How to complete this task:
Give back all of the records underneath exactly, with no omissions.

Stored data:
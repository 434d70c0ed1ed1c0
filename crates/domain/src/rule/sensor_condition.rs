//! Sensor condition parameters: compare the current reading of a sensor
//! against a reference value.

use serde_json::Value;

use super::params::{ParamBuilder, integer, number, ranged, value_type};
use crate::compare::{Edge, compare};
use crate::error::ParamError;
use crate::id::DeviceId;
use crate::sensor::{Scale, ValueType};

#[derive(Debug, Clone, Copy, Default, PartialEq)]
pub struct SensorConditionParams {
    pub sensor_id: DeviceId,
    pub value: f64,
    pub edge: Edge,
    /// `None` until configured; an unconfigured condition never holds.
    pub value_type: Option<ValueType>,
    pub scale: Scale,
}

impl SensorConditionParams {
    #[must_use]
    pub fn builder() -> SensorConditionBuilder {
        SensorConditionBuilder::default()
    }

    #[must_use]
    pub fn is_satisfied_by(&self, reading: f64) -> bool {
        compare(reading, self.value, self.edge)
    }
}

#[derive(Debug, Default)]
pub struct SensorConditionBuilder {
    params: SensorConditionParams,
}

impl SensorConditionBuilder {
    #[must_use]
    pub fn sensor_id(mut self, sensor_id: DeviceId) -> Self {
        self.params.sensor_id = sensor_id;
        self
    }

    #[must_use]
    pub fn value(mut self, value: f64) -> Self {
        self.params.value = value;
        self
    }

    #[must_use]
    pub fn edge(mut self, edge: Edge) -> Self {
        self.params.edge = edge;
        self
    }

    #[must_use]
    pub fn value_type(mut self, value_type: ValueType) -> Self {
        self.params.value_type = Some(value_type);
        self
    }

    #[must_use]
    pub fn scale(mut self, scale: Scale) -> Self {
        self.params.scale = scale;
        self
    }
}

impl ParamBuilder for SensorConditionBuilder {
    type Output = SensorConditionParams;

    fn parse_param(&mut self, name: &str, value: &Value) -> Result<(), ParamError> {
        match name {
            "clientSensorId" => self.params.sensor_id = ranged(name, value)?,
            "value" => self.params.value = number(name, value)?,
            "edge" => self.params.edge = Edge::try_from(integer(name, value)?)?,
            "valueType" => self.params.value_type = Some(value_type(value)?),
            "scale" => self.params.scale = ranged(name, value)?,
            _ => {}
        }
        Ok(())
    }

    fn build(self) -> SensorConditionParams {
        self.params
    }
}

Answer to this task:
repository 434d70c0ed1ed1c0
filename crates/domain/src/rule/sensor_condition.rs
//! Sensor condition parameters: compare the current reading of a sensor
//! against a reference value.

use serde_json::Value;

use super::params::{ParamBuilder, integer, number, ranged, value_type};
use crate::compare::{Edge, compare};
use crate::error::ParamError;
use crate::id::DeviceId;
use crate::sensor::{Scale, ValueType};

#[derive(Debug, Clone, Copy, Default, PartialEq)]
pub struct SensorConditionParams {
    pub sensor_id: DeviceId,
    pub value: f64,
    pub edge: Edge,
    /// `None` until configured; an unconfigured condition never holds.
    pub value_type: Option<ValueType>,
    pub scale: Scale,
}

impl SensorConditionParams {
    #[must_use]
    pub fn builder() -> SensorConditionBuilder {
        SensorConditionBuilder::default()
    }

    #[must_use]
    pub fn is_satisfied_by(&self, reading: f64) -> bool {
        compare(reading, self.value, self.edge)
    }
}

#[derive(Debug, Default)]
pub struct SensorConditionBuilder {
    params: SensorConditionParams,
}

impl SensorConditionBuilder {
    #[must_use]
    pub fn sensor_id(mut self, sensor_id: DeviceId) -> Self {
        self.params.sensor_id = sensor_id;
        self
    }

    #[must_use]
    pub fn value(mut self, value: f64) -> Self {
        self.params.value = value;
        self
    }

    #[must_use]
    pub fn edge(mut self, edge: Edge) -> Self {
        self.params.edge = edge;
        self
    }

    #[must_use]
    pub fn value_type(mut self, value_type: ValueType) -> Self {
        self.params.value_type = Some(value_type);
        self
    }

    #[must_use]
    pub fn scale(mut self, scale: Scale) -> Self {
        self.params.scale = scale;
        self
    }
}

impl ParamBuilder for SensorConditionBuilder {
    type Output = SensorConditionParams;

    fn parse_param(&mut self, name: &str, value: &Value) -> Result<(), ParamError> {
        match name {
            "clientSensorId" => self.params.sensor_id = ranged(name, value)?,
            "value" => self.params.value = number(name, value)?,
            "edge" => self.params.edge = Edge::try_from(integer(name, value)?)?,
            "valueType" => self.params.value_type = Some(value_type(value)?),
            "scale" => self.params.scale = ranged(name, value)?,
            _ => {}
        }
        Ok(())
    }

    fn build(self) -> SensorConditionParams {
        self.params
    }
}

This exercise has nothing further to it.